Other causes may include congenital cataracts, droopy eyelids and anything that results in the child not using both eyes. In all these situations detailed information from one eye is ignored by the brain. If this persists, the vision centres in the brain never develop and learn to use this visual information properly.

If not treated early the child may never develop normal vision and may even be functionally blind in the amblyopic eye. Even though this eye is generally anatomically normal and healthy.

Common! Amblyopia is the most common cause of visual impairment in childhood. It affects approximately 2 or 3 out of every 100 children. And unless it is successfully treated in early childhood it persists into adulthood and for the rest of the person’s life. Amblyopia is the single most common cause of unilateral blindness.

Yes! With early diagnosis and treatment, the sight in the blurred eye can be improved. The extent of this improvement depends upon the initial cause, the age of diagnosis and quality treatment. Treatment generally involves balancing the optical correction in the two eyes, and may include patching the better eye.
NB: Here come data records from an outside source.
//! E2E test harness for the findings stores.
//!
//! Not every builder, step and assertion is used by the current scenarios.

#![allow(dead_code)]

pub mod clock;
pub mod runner;
pub mod scenario;

pub use assertions::Assertion;
pub use scenario::{Capture, Scenario};
use crate::harness::{Assertion, Capture, Scenario};
use findings_core::{FindingPatch, Priority, Status};

#[test]
fn test_capture_update_resolve() {
    Scenario::new("capture_update_resolve")
        .capture("sqli", "SQL injection in login handler")
        .assert_version("sqli", 1)
        .assert_status("sqli", Status::Open)
        .set_status("sqli", Status::InProgress)
        .assert_version("sqli", 2)
        .resolve("sqli", "Switched to parameterized queries")
        .assert_status("sqli", Status::Resolved)
        .assert_version("sqli", 3)
        .assert_count(1)
        .assert_log_lines(3)
        .assert_verify_clean()
        .run()
        .unwrap();
}

#[test]
fn test_state_survives_restart() {
    Scenario::new("state_survives_restart")
        .capture("leak", "File handle leak in exporter")
        .retitle("leak", "File handle leak in CSV exporter")
        .crash()
        .restart()
        .assert_title("leak", "File handle leak in CSV exporter")
        .assert_version("leak", 2)
        .assert(Assertion::IndexExists)
        .run()
        .unwrap();
}

#[test]
fn test_ready_and_blocked_views() {
    Scenario::new("ready_and_blocked")
        .capture_with("schema", "Schema drift in orders", Capture::default().priority(Priority::High))
        .capture_with(
            "migrate",
            "Migrate orders table",
            Capture::default()
                .priority(Priority::Critical)
                .blocked_by("schema"),
        )
        .capture_with("docs", "Document the retry policy", Capture::default().priority(Priority::Low))
        .assert_ready(&["schema", "docs"])
        .assert_blocked(&["migrate"])
        // Resolving a blocker does not clear `blocked_by` on dependents.
        .resolve("schema", "Added migration guard")
        .assert_ready(&["docs"])
        .assert_blocked(&["migrate"])
        .update(
            "migrate",
            FindingPatch {
                blocked_by: Some(Vec::new()),
                ..Default::default()
            },
        )
        .assert_ready(&["migrate", "docs"])
        .assert_blocked(&[])
        .promote("docs", "AB#1234")
        .assert_status("docs", Status::Promoted)
        .assert_ready(&["migrate"])
        .run()
        .unwrap();
}

#[test]
fn test_search_is_newest_first() {
    Scenario::new("search_newest_first")
        .capture("stampede", "Cache stampede on cold start")
        .wait_hours(1)
        .capture("collision", "Cache key collision")
        .capture("unrelated", "Flaky integration test")
        .assert(Assertion::SearchReturns {
            text: "CACHE".into(),
            aliases: vec!["collision".into(), "stampede".into()],
        })
        .run()
        .unwrap();
}

#[test]
fn test_second_handle_sees_changes_after_reload() {
    Scenario::new("second_handle")
        .capture("slow", "Slow query")
        .foreign_retitle("slow", "Slow query in monthly report")
        // This handle still serves its last load.
        .assert_title("slow", "Slow query")
        .reload()
        .assert_title("slow", "Slow query in monthly report")
        .assert_version("slow", 2)
        .run()
        .unwrap();
}

#[test]
fn test_write_after_foreign_append_keeps_both_changes() {
    Scenario::new("write_after_foreign_append")
        .capture("slow", "Slow query")
        .foreign_retitle("slow", "Slow query in monthly report")
        .set_status("slow", Status::InProgress)
        .assert_version("slow", 3)
        .assert_title("slow", "Slow query in monthly report")
        .assert_status("slow", Status::InProgress)
        .assert_log_lines(3)
        .run()
        .unwrap();
}
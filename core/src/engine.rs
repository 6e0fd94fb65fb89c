//! The simulation engine.
//!
//! BUILD ORDER (each from its own RNG slot):
//!   1. Population          (RngSlot::Population)
//!   2. Mailing schedule    (RngSlot::Mailing)
//!   3. Purchase schedule   (RngSlot::Purchase)
//!
//! EXECUTION ORDER per step (fixed, never reordered):
//!   1. Clock advances by step_days.
//!   2. Dispatch subsystem  — sends the template due today, if any.
//!   3. Purchase subsystem  — flags buyers due today.
//!   4. Running aggregates are appended.
//!
//! RULES:
//!   - No randomness is drawn once the run starts stepping.
//!   - All run state lives in SimContext, owned by the engine.
//!   - All state changes are recorded in the event log.

use crate::{
    clock::SimClock,
    config::SimConfig,
    dataset::{DailyAggregate, RunSummary, SimulationDataset},
    dispatch_subsystem::DispatchSubsystem,
    error::SimResult,
    event::{EventLogEntry, SimEvent},
    mailing_schedule::build_mailing_schedule,
    population::build_population,
    purchase_schedule::build_purchase_schedule,
    purchase_subsystem::PurchaseSubsystem,
    rng::{RngBank, RngSlot},
    store::SimStore,
    subsystem::{SimContext, SimSubsystem},
    types::{year_month, RunId, SimDate, Tick},
};

/// Fixed end date for test runs so results never depend on the wall clock.
pub const TEST_END_DATE: (i32, u32, u32) = (2024, 6, 30);

pub struct SimEngine {
    pub run_id:   RunId,
    pub clock:    SimClock,
    pub rng_bank: RngBank,
    pub store:    SimStore,
    config:       SimConfig,
    ctx:          SimContext,
    subsystems:   Vec<Box<dyn SimSubsystem>>,
    persisted:    bool,
}

impl SimEngine {
    /// Build a fully wired engine: population, both schedules and the
    /// subsystems that consume them. Fails before any state exists if
    /// the configuration or a distribution is invalid.
    pub fn build(
        run_id: RunId,
        seed: u64,
        config: SimConfig,
        end_date: SimDate,
        store: SimStore,
    ) -> SimResult<Self> {
        config.validate()?;
        let rng_bank = RngBank::new(seed);
        let clock = SimClock::new(end_date, config.horizon_days, config.step_days);

        let mut population_rng = rng_bank.for_slot(RngSlot::Population);
        let consumers = build_population(&mut population_rng, config.population_size)?;

        let mut mailing_rng = rng_bank.for_slot(RngSlot::Mailing);
        let mailing_schedule = build_mailing_schedule(&mut mailing_rng, &config, end_date)?;

        let mut purchase_rng = rng_bank.for_slot(RngSlot::Purchase);
        let purchase_schedule =
            build_purchase_schedule(&mut purchase_rng, &config, &consumers, end_date);

        let built = SimEvent::SchedulesBuilt {
            consumers: consumers.len(),
            mailings: mailing_schedule.len(),
            purchases: purchase_schedule.len(),
            unassigned_buyers: purchase_schedule.unassigned.len(),
        };

        let mut engine = Self {
            ctx: SimContext::new(consumers, config.weekday_names.clone()),
            run_id,
            clock,
            rng_bank,
            store,
            config,
            subsystems: Vec::new(),
            persisted: false,
        };

        // EXECUTION ORDER — fixed, documented, never reordered.
        engine.register(Box::new(DispatchSubsystem::new(mailing_schedule)));
        engine.register(Box::new(PurchaseSubsystem::new(purchase_schedule)));

        if !engine.store.run_exists(&engine.run_id)? {
            engine.store.insert_run(
                &engine.run_id,
                seed,
                env!("CARGO_PKG_VERSION"),
                engine.clock.start_date(),
                end_date,
            )?;
        }
        let init = SimEvent::RunInitialized {
            run_id: engine.run_id.clone(),
            seed,
            start_date: engine.clock.start_date(),
            end_date,
        };
        engine.log_event(0, "engine", &init)?;
        engine.log_event(0, "engine", &built)?;
        Ok(engine)
    }

    /// Engine over SimConfig::default_test() with an in-memory store and
    /// a fixed end date.
    pub fn build_test(run_id: RunId, seed: u64) -> SimResult<Self> {
        Self::build_test_with(run_id, seed, SimConfig::default_test())
    }

    pub fn build_test_with(run_id: RunId, seed: u64, config: SimConfig) -> SimResult<Self> {
        let store = SimStore::in_memory()?;
        store.migrate()?;
        let (y, m, d) = TEST_END_DATE;
        let end_date = SimDate::from_ymd_opt(y, m, d)
            .ok_or_else(|| anyhow::anyhow!("invalid test end date"))?;
        Self::build(run_id, seed, config, end_date, store)
    }

    /// Register a subsystem. Call in the documented execution order.
    pub fn register(&mut self, subsystem: Box<dyn SimSubsystem>) {
        self.subsystems.push(subsystem);
    }

    pub fn is_finished(&self) -> bool {
        self.clock.is_finished()
    }

    /// Advance one step. This is the core simulation step.
    pub fn tick(&mut self) -> SimResult<Vec<SimEvent>> {
        let date = self.clock.advance();
        let tick = self.clock.elapsed_days;
        let ym = year_month(date);
        self.ctx.dataset.mailings_per_month.entry(ym.clone()).or_insert(0);
        self.ctx.dataset.purchases_per_month.entry(ym.clone()).or_insert(0);

        let mut tick_events = Vec::new();
        for subsystem in &mut self.subsystems {
            let new_events = subsystem.update(date, &ym, &mut self.ctx)?;
            for event in &new_events {
                let entry = EventLogEntry {
                    id:         None,
                    run_id:     self.run_id.clone(),
                    tick,
                    subsystem:  subsystem.name().to_string(),
                    event_type: event.type_name().to_string(),
                    payload:    serde_json::to_string(event)?,
                };
                self.store.append_event(&entry)?;
            }
            tick_events.extend(new_events);
        }

        if self.ctx.total_mailings > 0 {
            let mailings = f64::from(self.ctx.total_mailings);
            self.ctx.dataset.daily_aggregates.push(DailyAggregate {
                date,
                average_open_rate: self.ctx.opening_rate_sum / mailings,
                average_timespan: tick as f64 / mailings,
            });
        }

        Ok(tick_events)
    }

    /// Run to the end of the horizon and persist the dataset.
    pub fn run(&mut self) -> SimResult<&SimulationDataset> {
        while !self.clock.is_finished() {
            self.tick()?;
        }
        self.ctx.dataset.summary = self.summary();

        if !self.persisted {
            self.store.save_dataset(&self.run_id, &self.ctx.dataset)?;
            self.persisted = true;
        }
        let s = &self.ctx.dataset.summary;
        log::info!(
            "run {}: {} mailings, {} purchases, {} days, open rate {:.3}",
            self.run_id,
            s.total_mailings,
            s.total_purchases,
            s.simulated_days,
            s.average_open_rate
        );
        Ok(&self.ctx.dataset)
    }

    /// Totals as of the current step.
    pub fn summary(&self) -> RunSummary {
        let mailings = self.ctx.total_mailings;
        let (average_open_rate, average_timespan) = if mailings > 0 {
            (
                self.ctx.opening_rate_sum / f64::from(mailings),
                self.clock.elapsed_days as f64 / f64::from(mailings),
            )
        } else {
            (0.0, 0.0)
        };
        RunSummary {
            total_mailings: mailings,
            total_purchases: self.ctx.total_purchases,
            simulated_days: self.clock.elapsed_days,
            average_open_rate,
            average_timespan,
        }
    }

    pub fn config(&self) -> &SimConfig {
        &self.config
    }

    pub fn consumers(&self) -> &[crate::consumer::Consumer] {
        &self.ctx.consumers
    }

    pub fn dataset(&self) -> &SimulationDataset {
        &self.ctx.dataset
    }

    /// Query events for a specific tick from the store.
    /// Used by the determinism test and replay tooling.
    pub fn store_events_for_tick(
        &self,
        tick: Tick,
    ) -> SimResult<Vec<crate::event::EventLogEntry>> {
        self.store.events_for_tick(&self.run_id, tick)
    }

    fn log_event(&self, tick: Tick, subsystem: &str, event: &SimEvent) -> SimResult<()> {
        let entry = EventLogEntry {
            id:         None,
            run_id:     self.run_id.clone(),
            tick,
            subsystem:  subsystem.to_string(),
            event_type: event.type_name().to_string(),
            payload:    serde_json::to_string(event)?,
        };
        self.store.append_event(&entry)
    }
}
The earlier the treatment is started the better! Ideally treatment is commenced before the child begins school. The earlier the visual imbalance is corrected and the visual system is properly balanced the better the outcome is. Younger children are often also easier to manage and are more amenable to the required treatment.

It is essential to treat the underlying cause. This may involve one or more of the following:
  • Glasses are commonly prescribed to improve focusing and ocular alignment.
  • Contact Lenses are sometimes a better way of correcting the visual error.
  • Eye Patching is often used to stimulate the neurological pathways of vision in the non dominant eye.
  • Eye Drops are occasionally used to after patching, or when it is not appropriate
  • Eye Exercises and visual therapy may be recommended to teach comfortable use of the eyes together.
  • Surgery may be required on the eye muscles to straighten the eyes, if non-surgical means are not successful. Our eyes need to be aligned for them to work together.

Treating amblyopia involves facilitating normal binocular function. This is done by encouraging the child to use the eye with reduced vision after removing the obstacles that caused the imbalance initially. Stimulating visual discrimination in the amblyopic eye helps stimulate and activate the vision centres that interpret and process visual information and so develop more completely.